«He pensado en ese poema que escribió aquel tipo. Significa que eres oro cuando eres niño como la hierba. Cuando eres niño todo es nuevo como el amanecer. Lo mismo ocurre con la puesta de sol es oro, haz que siga así, es como debe ser».
Siempre que me asalta la belleza de un amanecer o de un atardecer dorado, siempre que me tropiezo con el desencanto, me vienen a la mente estas palabras de Jonny a Poniboy en la película ‘Rebeldes’, de Francis Ford Coppola. La vida debería ser oro, pero no lo es. Ni aunque lo parezca. Lo escribió Robert Frost, «el oro no permanece», y lo resumía muy bien un amigo recientemente con tres simples palabras, «todo es mentira».
Lo decía con la certeza y la convicción de quien ha descubierto, quizás demasiado pronto, algo realmente valioso. Y es que, con todo, tener claras cómo son las cosas en este torbellino de sobreinformación, no deja de ser un valor. No se refería al hambre, la guerra, la injusticia o la desigualdad, no en su sentido grandilocuente y rotundo, sino a una violencia suave, a esas incongruencias, a menudo inadvertidas, que deslucen un amor, una amistad, un trabajo, un reto, una vida.

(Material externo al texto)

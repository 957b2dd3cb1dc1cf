//! Capture inside nested calls and print the rendered report twice: once via
//! `Display` (which hides the printing frame) and once in full.

use retrace::StackTrace;

#[inline(never)]
fn checkout() -> StackTrace {
    StackTrace::capture()
}

#[inline(never)]
fn handle_request() -> StackTrace {
    checkout()
}

fn main() {
    tracing_subscriber::fmt::init();

    let caps = StackTrace::capabilities();
    println!(
        "backend: {} (fault context: {}, symbolication: {})",
        caps.backend, caps.fault_context, caps.symbolication
    );

    let trace = handle_request();
    println!("captured {} frames", trace.len());

    print!("{trace}");

    let mut full = String::new();
    trace.write_to(&mut full, 0).unwrap();
    print!("{full}");
}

No sé cómo se sentía Frost, pero mi amigo lo decía con una rabia que, por contenida, casi no era rabia, desde un dolor sordo y una impotencia resignada, y me sentí identificada con él, y con todas las personas, que un día descubren que la vida no es de oro, aunque debería serlo, y que hay que transitar por ella cedazo en mano para sacar alguna pepita que nos permita recordar tiempos en los que todo es nuevo e ilusionante, en los que no todo es mentira, una pepita que nos vuelva niños, siquiera lo que dura un amanecer o un atardecer dorados.